Exercise data section start

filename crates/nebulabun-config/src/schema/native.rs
//! Native library location settings.

use std::path::PathBuf;

use serde::{Deserialize, Serialize};

/// Where to find the native WebView library.
///
/// When `library` is unset the launcher falls back to the bundled build
/// output below the working directory.
#[derive(Debug, Clone, Default, PartialEq, Eq, Serialize, Deserialize)]
#[serde(default)]
pub struct NativeConfig {
    pub library: Option<PathBuf>,
}
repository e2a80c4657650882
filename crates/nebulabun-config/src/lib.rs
//! Nebulabun configuration.
//!
//! Window defaults and the native library location can be supplied in a
//! TOML file. Every section uses serde defaults, so partial files (or no
//! file at all) work out of the box. Command-line flags are layered on top
//! by the binary.

pub mod schema;
pub mod toml_loader;
pub mod validation;

pub use schema::{NativeConfig, NebulabunConfig, WindowConfig, OPAQUE};

/// Serialize a config to a pretty-printed JSON string.
pub fn config_to_json<T: serde::Serialize>(config: &T) -> String {
    serde_json::to_string_pretty(config)
        .unwrap_or_else(|e| format!("{{\"error\": \"failed to serialize config: {e}\"}}"))
}
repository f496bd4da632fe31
//! Merge rules for configuration sources.

pub mod merge_policy;
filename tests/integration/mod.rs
//! Integration tests for the pamsh shell

mod test_utils;

mod command_flows;
mod shell_modes;
mod xdg_config;

pub use test_utils::*;
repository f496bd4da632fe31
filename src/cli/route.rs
//! CLI route: resolve configuration and run mode, then drive the shell.

use crate::cli::parse::Cli;
use crate::client::http::HttpConnector;
use crate::commands::default_registry;
use crate::config::{self, ConfigLoader, ShellConfig};
use crate::error::ShellError;
use crate::shell::{read_piped, read_script, RustylineReader, Shell, ShellCompletion};
use std::path::PathBuf;
use tracing::{debug, info};

/// How the shell receives its input.
#[derive(Debug, Clone, PartialEq, Eq)]
pub enum RunMode {
    /// `-c "<line>"`
    Single(String),
    /// `--script=<path>`
    Script(PathBuf),
    /// Non-terminal standard input
    Piped,
    /// Line editor
    Interactive,
}

impl RunMode {
    /// `-c` wins, then `--script`, then piped stdin; otherwise interactive.
    pub fn select(cli: &Cli, stdin_is_terminal: bool) -> Self {
        if let Some(line) = &cli.command {
            RunMode::Single(line.clone())
        } else if let Some(path) = &cli.script {
            RunMode::Script(path.clone())
        } else if !stdin_is_terminal {
            RunMode::Piped
        } else {
            RunMode::Interactive
        }
    }
}

/// Load configuration and apply command-line overrides.
///
/// Precedence: CLI flags and `PAMSH_*` environment over the config file over defaults.
pub fn load_config(cli: &Cli) -> Result<ShellConfig, ShellError> {
    let mut config = match &cli.config {
        Some(path) => ConfigLoader::load_from_file(path)?,
        None => ConfigLoader::load()?,
    };
    if let Some(server) = &cli.server {
        config.set("server", server)?;
    }
    if let Some(username) = &cli.username {
        config.set("username", username)?;
    }
    if let Some(method) = &cli.auth_method {
        config.set("auth", method)?;
    }
    if let Some(output) = &cli.output {
        config.set("output", output)?;
    }
    debug!(server = %config.server, output = %config.output_format, "Configuration resolved");
    Ok(config)
}

/// Build the shell over the HTTP client and run it in the selected mode.
pub fn run(cli: &Cli, config: ShellConfig, mode: RunMode) -> Result<(), ShellError> {
    let registry = default_registry();
    let completion = ShellCompletion::from_registry(&registry);
    let history_size = config.history_size;
    let mut shell = Shell::new(registry, config, Box::new(HttpConnector))?
        .with_color(!cli.no_color && mode == RunMode::Interactive);

    info!(mode = ?mode, "Starting shell");
    let result = match mode {
        RunMode::Single(line) => shell.run_single(&line),
        RunMode::Script(path) => read_script(&path).and_then(|lines| shell.run_lines(&lines)),
        RunMode::Piped => read_piped().and_then(|lines| shell.run_lines(&lines)),
        RunMode::Interactive => {
            let mut reader =
                RustylineReader::new(completion, history_size, config::history_file())?;
            shell.run_interactive(&mut reader)
        }
    };
    shell.shutdown();
    result
}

Exercise data section end

The problem |
Print, exactly as written, each record in the listing above.

Exercise output |
filename crates/nebulabun-config/src/schema/native.rs
//! Native library location settings.

use std::path::PathBuf;

use serde::{Deserialize, Serialize};

/// Where to find the native WebView library.
///
/// When `library` is unset the launcher falls back to the bundled build
/// output below the working directory.
#[derive(Debug, Clone, Default, PartialEq, Eq, Serialize, Deserialize)]
#[serde(default)]
pub struct NativeConfig {
    pub library: Option<PathBuf>,
}
repository e2a80c4657650882
filename crates/nebulabun-config/src/lib.rs
//! Nebulabun configuration.
//!
//! Window defaults and the native library location can be supplied in a
//! TOML file. Every section uses serde defaults, so partial files (or no
//! file at all) work out of the box. Command-line flags are layered on top
//! by the binary.

pub mod schema;
pub mod toml_loader;
pub mod validation;

pub use schema::{NativeConfig, NebulabunConfig, WindowConfig, OPAQUE};

/// Serialize a config to a pretty-printed JSON string.
pub fn config_to_json<T: serde::Serialize>(config: &T) -> String {
    serde_json::to_string_pretty(config)
        .unwrap_or_else(|e| format!("{{\"error\": \"failed to serialize config: {e}\"}}"))
}
repository f496bd4da632fe31
//! Merge rules for configuration sources.

pub mod merge_policy;
filename tests/integration/mod.rs
//! Integration tests for the pamsh shell

mod test_utils;

mod command_flows;
mod shell_modes;
mod xdg_config;

pub use test_utils::*;
repository f496bd4da632fe31
filename src/cli/route.rs
//! CLI route: resolve configuration and run mode, then drive the shell.

use crate::cli::parse::Cli;
use crate::client::http::HttpConnector;
use crate::commands::default_registry;
use crate::config::{self, ConfigLoader, ShellConfig};
use crate::error::ShellError;
use crate::shell::{read_piped, read_script, RustylineReader, Shell, ShellCompletion};
use std::path::PathBuf;
use tracing::{debug, info};

/// How the shell receives its input.
#[derive(Debug, Clone, PartialEq, Eq)]
pub enum RunMode {
    /// `-c "<line>"`
    Single(String),
    /// `--script=<path>`
    Script(PathBuf),
    /// Non-terminal standard input
    Piped,
    /// Line editor
    Interactive,
}

impl RunMode {
    /// `-c` wins, then `--script`, then piped stdin; otherwise interactive.
    pub fn select(cli: &Cli, stdin_is_terminal: bool) -> Self {
        if let Some(line) = &cli.command {
            RunMode::Single(line.clone())
        } else if let Some(path) = &cli.script {
            RunMode::Script(path.clone())
        } else if !stdin_is_terminal {
            RunMode::Piped
        } else {
            RunMode::Interactive
        }
    }
}

/// Load configuration and apply command-line overrides.
///
/// Precedence: CLI flags and `PAMSH_*` environment over the config file over defaults.
pub fn load_config(cli: &Cli) -> Result<ShellConfig, ShellError> {
    let mut config = match &cli.config {
        Some(path) => ConfigLoader::load_from_file(path)?,
        None => ConfigLoader::load()?,
    };
    if let Some(server) = &cli.server {
        config.set("server", server)?;
    }
    if let Some(username) = &cli.username {
        config.set("username", username)?;
    }
    if let Some(method) = &cli.auth_method {
        config.set("auth", method)?;
    }
    if let Some(output) = &cli.output {
        config.set("output", output)?;
    }
    debug!(server = %config.server, output = %config.output_format, "Configuration resolved");
    Ok(config)
}

/// Build the shell over the HTTP client and run it in the selected mode.
pub fn run(cli: &Cli, config: ShellConfig, mode: RunMode) -> Result<(), ShellError> {
    let registry = default_registry();
    let completion = ShellCompletion::from_registry(&registry);
    let history_size = config.history_size;
    let mut shell = Shell::new(registry, config, Box::new(HttpConnector))?
        .with_color(!cli.no_color && mode == RunMode::Interactive);

    info!(mode = ?mode, "Starting shell");
    let result = match mode {
        RunMode::Single(line) => shell.run_single(&line),
        RunMode::Script(path) => read_script(&path).and_then(|lines| shell.run_lines(&lines)),
        RunMode::Piped => read_piped().and_then(|lines| shell.run_lines(&lines)),
        RunMode::Interactive => {
            let mut reader =
                RustylineReader::new(completion, history_size, config::history_file())?;
            shell.run_interactive(&mut reader)
        }
    };
    shell.shutdown();
    result
}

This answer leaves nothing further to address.